Why can we virtual destructors but can't have virtual constructors? I have searched like anything. I got confused a lot after reading few articles on web. Please explain with some good example. Thanks in advance.

Why would you have a virtual constructor? The reason you use virtual is to create a virtual table so that when a function is called from a pointer to a base it will call the function of the derived object that was stored in that pointer. Since you have to explicitly call the constructor when you create an derived object there is no reason to have it virtual. The destructor needs to be virtual though since you are calling destroy on the base pointer and the program needs to know what derived object destructor to use.

Hi

Let's start by defeing the key word virtual it self.

virtual method is a method whose behavior can be overridden within an inheriting class by a function with the same signature.

So, when we have virtual constructor means in future it is possible to re-define, but a fully constructed object is required inorder to invoke virtual member function of class. As we know constructor gets called during object getting constructed, If constructor is marked as virtual mean that it also required fully constructed object to invoke but object is still under construction.

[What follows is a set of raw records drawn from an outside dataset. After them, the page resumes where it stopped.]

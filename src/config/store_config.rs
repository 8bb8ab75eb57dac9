//! Remote store configuration parsing from environment variables.
//!
//! Two settings are required:
//! - `SUPABASE_URL` - project URL (e.g. `https://abcd.supabase.co`)
//! - `SUPABASE_KEY` - service role key (admin access is needed to list users)

use crate::domain::errors::ConfigError;
use std::env;
use url::Url;

pub const URL_VAR: &str = "SUPABASE_URL";
pub const KEY_VAR: &str = "SUPABASE_KEY";

/// Fragments left in the sample `.env` that must be replaced before use.
const PLACEHOLDER_MARKERS: &[&str] = &["YOUR_SERVICE", "YOUR_PROJECT", "your-project"];

/// Store credentials, validated once at startup.
#[derive(Clone)]
pub struct StoreConfig {
    pub url: Url,
    pub key: String,
}

impl std::fmt::Debug for StoreConfig {
    fn fmt(&self, f: &mut std::fmt::Formatter<'_>) -> std::fmt::Result {
        f.debug_struct("StoreConfig")
            .field("url", &self.url.as_str())
            .field("key", &"<redacted>")
            .finish()
    }
}

impl StoreConfig {
    pub fn from_env() -> Result<Self, ConfigError> {
        Self::from_values(env::var(URL_VAR).ok(), env::var(KEY_VAR).ok())
    }

    pub fn from_values(url: Option<String>, key: Option<String>) -> Result<Self, ConfigError> {
        let url = required(URL_VAR, url)?;
        let key = required(KEY_VAR, key)?;

        let parsed = Url::parse(&url).map_err(|e| ConfigError::InvalidUrl {
            value: url.clone(),
            reason: e.to_string(),
        })?;
        if !matches!(parsed.scheme(), "http" | "https") {
            return Err(ConfigError::InvalidUrl {
                value: url,
                reason: format!("unsupported scheme '{}'", parsed.scheme()),
            });
        }

        Ok(Self { url: parsed, key })
    }

    /// Joins a path onto the project URL, keeping any path prefix the URL has.
    pub fn endpoint(&self, path: &str) -> String {
        format!(
            "{}/{}",
            self.url.as_str().trim_end_matches('/'),
            path.trim_start_matches('/')
        )
    }
}

fn required(name: &'static str, value: Option<String>) -> Result<String, ConfigError> {
    let value = value
        .map(|v| v.trim().to_string())
        .filter(|v| !v.is_empty())
        .ok_or(ConfigError::Missing { name })?;

    if PLACEHOLDER_MARKERS.iter().any(|m| value.contains(m)) {
        return Err(ConfigError::Placeholder { name });
    }
    Ok(value)
}

#[cfg(test)]
mod tests {
    use super::*;

    fn config(url: Option<&str>, key: Option<&str>) -> Result<StoreConfig, ConfigError> {
        StoreConfig::from_values(url.map(String::from), key.map(String::from))
    }

    #[test]
    fn test_valid_values() {
        let cfg = config(Some("https://abcd.supabase.co"), Some("service-key")).unwrap();
        assert_eq!(cfg.key, "service-key");
        assert_eq!(
            cfg.endpoint("/rest/v1/ml_models"),
            "https://abcd.supabase.co/rest/v1/ml_models"
        );
    }

    #[test]
    fn test_missing_values() {
        assert!(matches!(
            config(None, Some("k")),
            Err(ConfigError::Missing { name: URL_VAR })
        ));
        assert!(matches!(
            config(Some("https://abcd.supabase.co"), Some("   ")),
            Err(ConfigError::Missing { name: KEY_VAR })
        ));
    }

    #[test]
    fn test_placeholder_key_is_rejected() {
        assert!(matches!(
            config(Some("https://abcd.supabase.co"), Some("YOUR_SERVICE_ROLE_KEY")),
            Err(ConfigError::Placeholder { name: KEY_VAR })
        ));
    }

    #[test]
    fn test_invalid_url_is_rejected() {
        assert!(matches!(
            config(Some("not a url"), Some("k")),
            Err(ConfigError::InvalidUrl { .. })
        ));
        assert!(matches!(
            config(Some("ftp://abcd.supabase.co"), Some("k")),
            Err(ConfigError::InvalidUrl { .. })
        ));
    }

    #[test]
    fn test_debug_redacts_key() {
        let cfg = config(Some("https://abcd.supabase.co"), Some("secret")).unwrap();
        assert!(!format!("{:?}", cfg).contains("secret"));
    }
}
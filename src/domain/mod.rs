pub mod errors;
pub mod ml;
pub mod ports;
use super::data_fetcher::fetch_training_data;
use super::dataset_split::{SPLIT_SEED, TEST_FRACTION, TrainTestSplit, select, train_test_split};
use super::gradient_boosting::{BoostingParams, GradientBoostedClassifier};
use super::onnx_export;
use crate::domain::errors::TrainingError;
use crate::domain::ml::feature_registry::FEATURE_COUNT;
use crate::domain::ml::metrics::ClassificationMetrics;
use crate::domain::ml::training_record::TrainingDataset;
use crate::domain::ports::TrainingDataStore;
use crate::infrastructure::persistence::ArtifactStore;
use anyhow::{Context, Result};
use tracing::info;

/// Result of fitting and evaluating on one dataset.
#[derive(Debug, Clone)]
pub struct TrainedModel {
    pub classifier: GradientBoostedClassifier,
    pub metrics: ClassificationMetrics,
    pub split: TrainTestSplit,
}

/// Splits the dataset, fits the ensemble on the training rows and scores the
/// held-out rows. Same dataset, same result.
pub fn train_on_dataset(
    dataset: &TrainingDataset,
    params: BoostingParams,
) -> Result<TrainedModel, TrainingError> {
    if dataset.is_empty() {
        return Err(TrainingError::EmptyDataset);
    }

    let x = dataset.feature_matrix();
    let y = dataset.labels();
    if let Some(row) = x.iter().find(|r| r.len() != FEATURE_COUNT) {
        return Err(TrainingError::FeatureWidth {
            expected: FEATURE_COUNT,
            actual: row.len(),
        });
    }

    let split = train_test_split(dataset.len(), TEST_FRACTION, SPLIT_SEED);
    if split.train.is_empty() {
        return Err(TrainingError::InsufficientSamples {
            samples: dataset.len(),
        });
    }

    info!("Dataset size: {} samples", dataset.len());
    info!("Training set: {} samples", split.train.len());
    info!("Test set: {} samples", split.test.len());

    let x_train = select(&x, &split.train);
    let y_train = select(&y, &split.train);
    let x_test = select(&x, &split.test);
    let y_test = select(&y, &split.test);

    info!(
        "Training gradient boosted trees (Trees: {}, Depth: {}, LR: {})...",
        params.n_estimators, params.max_depth, params.learning_rate
    );
    let classifier = GradientBoostedClassifier::fit(&x_train, &y_train, params)?;

    let predicted = classifier.predict(&x_test);
    let metrics = ClassificationMetrics::evaluate(&y_test, &predicted, dataset.len());

    Ok(TrainedModel {
        classifier,
        metrics,
        split,
    })
}

/// Full training stage: fetch, fit, evaluate, export, persist.
///
/// Nothing is written when the fetch comes back empty.
pub async fn run_training(
    store: &dyn TrainingDataStore,
    artifacts: &ArtifactStore,
) -> Result<ClassificationMetrics> {
    info!("Starting training pipeline...");

    let dataset = fetch_training_data(store).await?;
    let trained = train_on_dataset(&dataset, BoostingParams::default())?;

    info!(
        "Metrics:\n{}",
        serde_json::to_string_pretty(&trained.metrics).context("Failed to render metrics")?
    );

    let bytes = onnx_export::to_onnx_bytes(&trained.classifier);
    artifacts.save_model(&bytes)?;
    artifacts.save_metrics(&trained.metrics)?;

    info!("Training complete.");
    Ok(trained.metrics)
}
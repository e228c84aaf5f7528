//! HTML output and the echo/return output mode

use crate::links::{LinkDescriptor, LinkRole};
use listpage_core::Result;
use std::io::Write;

/// Escape HTML special characters
///
/// # Examples
///
/// ```
/// use listpage_render::render::escape;
///
/// assert_eq!(escape("a=1&b=2"), "a=1&amp;b=2");
/// assert_eq!(escape("<b>\"x\"</b>"), "&lt;b&gt;&quot;x&quot;&lt;/b&gt;");
/// ```
pub fn escape(text: &str) -> String {
	let mut result = String::with_capacity(text.len() + 10);
	for ch in text.chars() {
		match ch {
			'&' => result.push_str("&amp;"),
			'<' => result.push_str("&lt;"),
			'>' => result.push_str("&gt;"),
			'"' => result.push_str("&quot;"),
			'\'' => result.push_str("&#x27;"),
			_ => result.push(ch),
		}
	}
	result
}

/// Renders a link sequence as HTML, one element per line
///
/// Previous and next labels are trusted markup and are written as-is. An
/// empty string is returned when there are fewer than two numbered pages.
pub fn render_links_html(links: &[LinkDescriptor]) -> String {
	if links.iter().filter(|l| l.is_numbered()).count() < 2 {
		return String::new();
	}

	links
		.iter()
		.map(|link| {
			let href = escape(link.url.as_deref().unwrap_or_default());
			match link.role {
				LinkRole::Previous => {
					format!(r#"<a class="prev page-numbers" href="{href}">{}</a>"#, link.label)
				}
				LinkRole::Next => {
					format!(r#"<a class="next page-numbers" href="{href}">{}</a>"#, link.label)
				}
				LinkRole::Page => {
					format!(r#"<a class="page-numbers" href="{href}">{}</a>"#, escape(&link.label))
				}
				LinkRole::Current => format!(
					r#"<span aria-current="page" class="page-numbers current">{}</span>"#,
					escape(&link.label)
				),
				LinkRole::Gap => r#"<span class="page-numbers dots">&hellip;</span>"#.to_string(),
			}
		})
		.collect::<Vec<_>>()
		.join("\n")
}

/// Whether output is written to a stream or handed back to the caller
#[derive(Debug, Clone, Copy, PartialEq, Eq, Default)]
pub enum OutputMode {
	#[default]
	Echo,
	Return,
}

impl OutputMode {
	/// `"echo"` selects [`OutputMode::Echo`]; any other flag returns the output
	pub fn from_flag(flag: &str) -> Self {
		if flag == "echo" { Self::Echo } else { Self::Return }
	}

	/// Writes `content` to `out` in echo mode, otherwise returns it
	pub fn emit(self, content: String, out: &mut impl Write) -> Result<Option<String>> {
		match self {
			Self::Echo => {
				out.write_all(content.as_bytes())?;
				Ok(None)
			}
			Self::Return => Ok(Some(content)),
		}
	}
}

impl From<&str> for OutputMode {
	fn from(flag: &str) -> Self {
		Self::from_flag(flag)
	}
}

#[cfg(test)]
mod tests {
	use super::*;
	use crate::links::generate_links;
	use crate::page_url::PageUrlTemplate;
	use listpage_core::{LinkSettings, QueryKeys};
	use rstest::rstest;

	fn links(current: usize, total: usize) -> Vec<LinkDescriptor> {
		let url = "http://example.com/?q=a&b";
		let template = PageUrlTemplate::new(url, &QueryKeys::default(), 10).unwrap();
		generate_links(current, total, &template, &LinkSettings::default())
	}

	#[rstest]
	fn test_single_page_renders_nothing() {
		assert_eq!(render_links_html(&links(1, 1)), "");
		assert_eq!(render_links_html(&links(1, 0)), "");
	}

	#[rstest]
	fn test_render_middle_page() {
		let html = render_links_html(&links(2, 3));
		let lines: Vec<&str> = html.lines().collect();

		assert_eq!(lines.len(), 5);
		assert_eq!(
			lines[0],
			concat!(
				r#"<a class="prev page-numbers" "#,
				r#"href="http://example.com/?paged=1&amp;q=a&amp;b=&amp;per_page=10">&laquo;</a>"#,
			)
		);
		assert_eq!(lines[2], r#"<span aria-current="page" class="page-numbers current">2</span>"#);
		assert!(lines[3].starts_with(r#"<a class="page-numbers" href="#));
		assert!(lines[4].ends_with(">&raquo;</a>"));
	}

	#[rstest]
	fn test_render_gap() {
		let html = render_links_html(&links(1, 10));
		assert!(html.contains(r#"<span class="page-numbers dots">&hellip;</span>"#));
	}

	#[rstest]
	#[case("echo", OutputMode::Echo)]
	#[case("return", OutputMode::Return)]
	#[case("", OutputMode::Return)]
	#[case("ECHO", OutputMode::Return)]
	fn test_output_mode_from_flag(#[case] flag: &str, #[case] expected: OutputMode) {
		assert_eq!(OutputMode::from(flag), expected);
	}

	#[rstest]
	fn test_emit() {
		let mut out = Vec::new();
		let echoed = OutputMode::Echo.emit("abc".to_string(), &mut out).unwrap();
		assert_eq!(echoed, None);
		assert_eq!(out, b"abc");

		let mut out = Vec::new();
		let returned = OutputMode::Return.emit("abc".to_string(), &mut out).unwrap();
		assert_eq!(returned.as_deref(), Some("abc"));
		assert!(out.is_empty());
	}
}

when making base class destructor virtual guarantees that the object of derived class is destructed properly (The correct destructor is called).

Here an example :

#include <iostream>

using namespace std;

class Base 
{
    public:

    Base () 
    {std::cout << "Base Class Ctor" << std::endl;}  // Constructor

    virtual ~Base () {std::cout <<"Base Class Dtor" << std::endl;} // Destructor 

    virtual void Display ()
    {
        std::cout << "Display Base" << std::endl;
    }
    void Print ()
    {
        std::cout << "Print Base" << std::endl;
    }
};

class Derived : public Base
{
    public:

    Derived () {std::cout << "Derived Class Ctor" << std::endl;} // Ctor
    virtual ~Derived () {std::cout << "Derived Class Dtor" << std::endl;}// Dtor
    void Display ()
    {
        std::cout << "Display Derived" << std::endl;
    }
    void Print ()
    {
        std::cout << "Print Derived" << std::endl;
    }
};

int main ()
{

   Base *b = new Derived ();

   b->Print();
   b->Display();   
   delete b;

}

The output is as below :

Base Class Ctor
Derived Class Ctor
Print Base ==>
Display Derived ==> here the difference betwenn virtual & non virtual method
Derived Class Dtor
Base Class Dtor

Why? Because you may have something in that class constructor that the subclasses do not need to know/worry about doing or how is it done

Using the Prototype Pattern you could create an HTTPServer that allows you to implement (in a subclass) the HTTP methods ( get(), post(), delete(), options(), ...).

In the HTTPserver you would implement all the socket handling, header from body separation, request type identification, etc. This for sure needs a constructor (you could use a method that is to be called when the server is created, but that's what a constructor is for).

The subclasses, a RESTWebService, should implement only the HTTP methods and not worry about how to handle the things the superclass handles the connectivity and header parsing.

Sorry if you expected some bunch of C++ code, but you asked a WHY question :P

@serpi90 I think you are confusing how derived objects get created. If you have:

class A
{
    A() { /*do super complicated stuff in here to set up A*/ }
    virtual void Foo();
};

Class B : public A
{
    B() : A() { /*set up the B object here*/  }
    void Foo();
};

Class C : public A
{
    C() : A() { /*set up the C object here*/  }
    void Foo();
};

As you can see the derived object calls the base class constructor which handles constructing the base part of the derived object and then the B constructor takes care of setting the stuff up that belongs to B. The point of marking function virtual is so you can do this:

vector<A*> data;
data.push_back(new B());
data.push_back(new C());

for (auto& e : data)
    e->someFunc();

Here the right function gets called in the for loop. As you can see though we still have to construct the object with the right constructor.

@NathanOliver oh, now i do understand the question. Thank you for the explanation.